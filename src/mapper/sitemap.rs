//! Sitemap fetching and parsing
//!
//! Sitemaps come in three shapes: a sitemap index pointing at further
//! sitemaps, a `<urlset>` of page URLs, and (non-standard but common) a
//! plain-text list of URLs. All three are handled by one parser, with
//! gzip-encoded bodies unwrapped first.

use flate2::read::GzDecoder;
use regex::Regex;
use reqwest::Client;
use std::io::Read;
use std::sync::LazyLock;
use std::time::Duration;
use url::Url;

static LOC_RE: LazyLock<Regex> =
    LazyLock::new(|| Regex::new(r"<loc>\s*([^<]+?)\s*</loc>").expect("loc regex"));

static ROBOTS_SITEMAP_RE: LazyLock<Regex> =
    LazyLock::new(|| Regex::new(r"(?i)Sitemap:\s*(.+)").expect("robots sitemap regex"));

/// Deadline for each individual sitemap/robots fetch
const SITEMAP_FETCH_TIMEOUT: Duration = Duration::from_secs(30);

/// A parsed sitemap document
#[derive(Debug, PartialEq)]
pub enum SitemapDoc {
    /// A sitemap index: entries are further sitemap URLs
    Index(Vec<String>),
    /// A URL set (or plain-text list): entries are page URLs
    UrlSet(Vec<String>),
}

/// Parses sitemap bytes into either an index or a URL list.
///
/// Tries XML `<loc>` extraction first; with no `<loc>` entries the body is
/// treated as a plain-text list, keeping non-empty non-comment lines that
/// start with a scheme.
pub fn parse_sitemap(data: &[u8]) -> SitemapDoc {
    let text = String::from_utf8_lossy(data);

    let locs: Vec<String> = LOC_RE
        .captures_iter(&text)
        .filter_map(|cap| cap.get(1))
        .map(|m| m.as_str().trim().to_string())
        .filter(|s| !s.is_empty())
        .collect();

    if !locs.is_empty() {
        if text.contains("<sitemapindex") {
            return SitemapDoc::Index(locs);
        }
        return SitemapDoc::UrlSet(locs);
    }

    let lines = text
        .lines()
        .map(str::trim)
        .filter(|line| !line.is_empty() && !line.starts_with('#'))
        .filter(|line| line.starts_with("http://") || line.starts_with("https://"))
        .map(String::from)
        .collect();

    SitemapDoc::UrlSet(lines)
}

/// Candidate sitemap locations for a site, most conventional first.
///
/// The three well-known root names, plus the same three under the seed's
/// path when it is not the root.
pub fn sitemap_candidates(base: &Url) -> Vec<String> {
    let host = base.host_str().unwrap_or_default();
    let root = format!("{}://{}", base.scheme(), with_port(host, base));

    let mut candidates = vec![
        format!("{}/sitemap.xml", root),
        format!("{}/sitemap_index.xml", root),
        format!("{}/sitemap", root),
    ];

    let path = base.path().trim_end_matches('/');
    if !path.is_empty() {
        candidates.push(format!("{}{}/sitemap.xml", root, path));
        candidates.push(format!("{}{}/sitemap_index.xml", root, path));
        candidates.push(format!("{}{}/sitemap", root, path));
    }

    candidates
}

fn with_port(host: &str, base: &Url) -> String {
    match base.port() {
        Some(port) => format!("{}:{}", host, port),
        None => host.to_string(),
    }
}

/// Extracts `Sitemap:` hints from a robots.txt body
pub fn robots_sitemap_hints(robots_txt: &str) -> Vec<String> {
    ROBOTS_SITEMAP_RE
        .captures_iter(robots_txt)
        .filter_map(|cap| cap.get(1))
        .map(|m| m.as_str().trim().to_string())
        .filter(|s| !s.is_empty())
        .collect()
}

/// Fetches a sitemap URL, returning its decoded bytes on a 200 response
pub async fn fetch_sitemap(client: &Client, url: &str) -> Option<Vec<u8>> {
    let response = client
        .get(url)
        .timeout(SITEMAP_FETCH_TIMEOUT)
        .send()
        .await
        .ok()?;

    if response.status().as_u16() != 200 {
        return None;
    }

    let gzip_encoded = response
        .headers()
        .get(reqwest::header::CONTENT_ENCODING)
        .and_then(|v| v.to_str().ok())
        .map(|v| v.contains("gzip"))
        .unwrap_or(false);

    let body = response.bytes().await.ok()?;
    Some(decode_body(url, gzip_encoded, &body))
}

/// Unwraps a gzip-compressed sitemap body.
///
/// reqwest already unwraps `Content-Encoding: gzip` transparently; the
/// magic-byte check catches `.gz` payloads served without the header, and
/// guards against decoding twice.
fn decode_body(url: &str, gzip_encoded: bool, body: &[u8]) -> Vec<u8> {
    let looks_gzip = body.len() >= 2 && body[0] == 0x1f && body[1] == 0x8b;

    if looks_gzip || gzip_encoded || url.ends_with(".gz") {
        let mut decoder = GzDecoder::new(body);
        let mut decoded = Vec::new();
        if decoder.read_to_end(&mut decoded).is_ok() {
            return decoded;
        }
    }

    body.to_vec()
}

• The task
Go to the line with "the body is" in the entries above and repeat every line from there through the line with "let mut candidates", exactly and with no other text.

• Response to the task
/// Tries XML `<loc>` extraction first; with no `<loc>` entries the body is
/// treated as a plain-text list, keeping non-empty non-comment lines that
/// start with a scheme.
pub fn parse_sitemap(data: &[u8]) -> SitemapDoc {
    let text = String::from_utf8_lossy(data);

    let locs: Vec<String> = LOC_RE
        .captures_iter(&text)
        .filter_map(|cap| cap.get(1))
        .map(|m| m.as_str().trim().to_string())
        .filter(|s| !s.is_empty())
        .collect();

    if !locs.is_empty() {
        if text.contains("<sitemapindex") {
            return SitemapDoc::Index(locs);
        }
        return SitemapDoc::UrlSet(locs);
    }

    let lines = text
        .lines()
        .map(str::trim)
        .filter(|line| !line.is_empty() && !line.starts_with('#'))
        .filter(|line| line.starts_with("http://") || line.starts_with("https://"))
        .map(String::from)
        .collect();

    SitemapDoc::UrlSet(lines)
}

/// Candidate sitemap locations for a site, most conventional first.
///
/// The three well-known root names, plus the same three under the seed's
/// path when it is not the root.
pub fn sitemap_candidates(base: &Url) -> Vec<String> {
    let host = base.host_str().unwrap_or_default();
    let root = format!("{}://{}", base.scheme(), with_port(host, base));

    let mut candidates = vec![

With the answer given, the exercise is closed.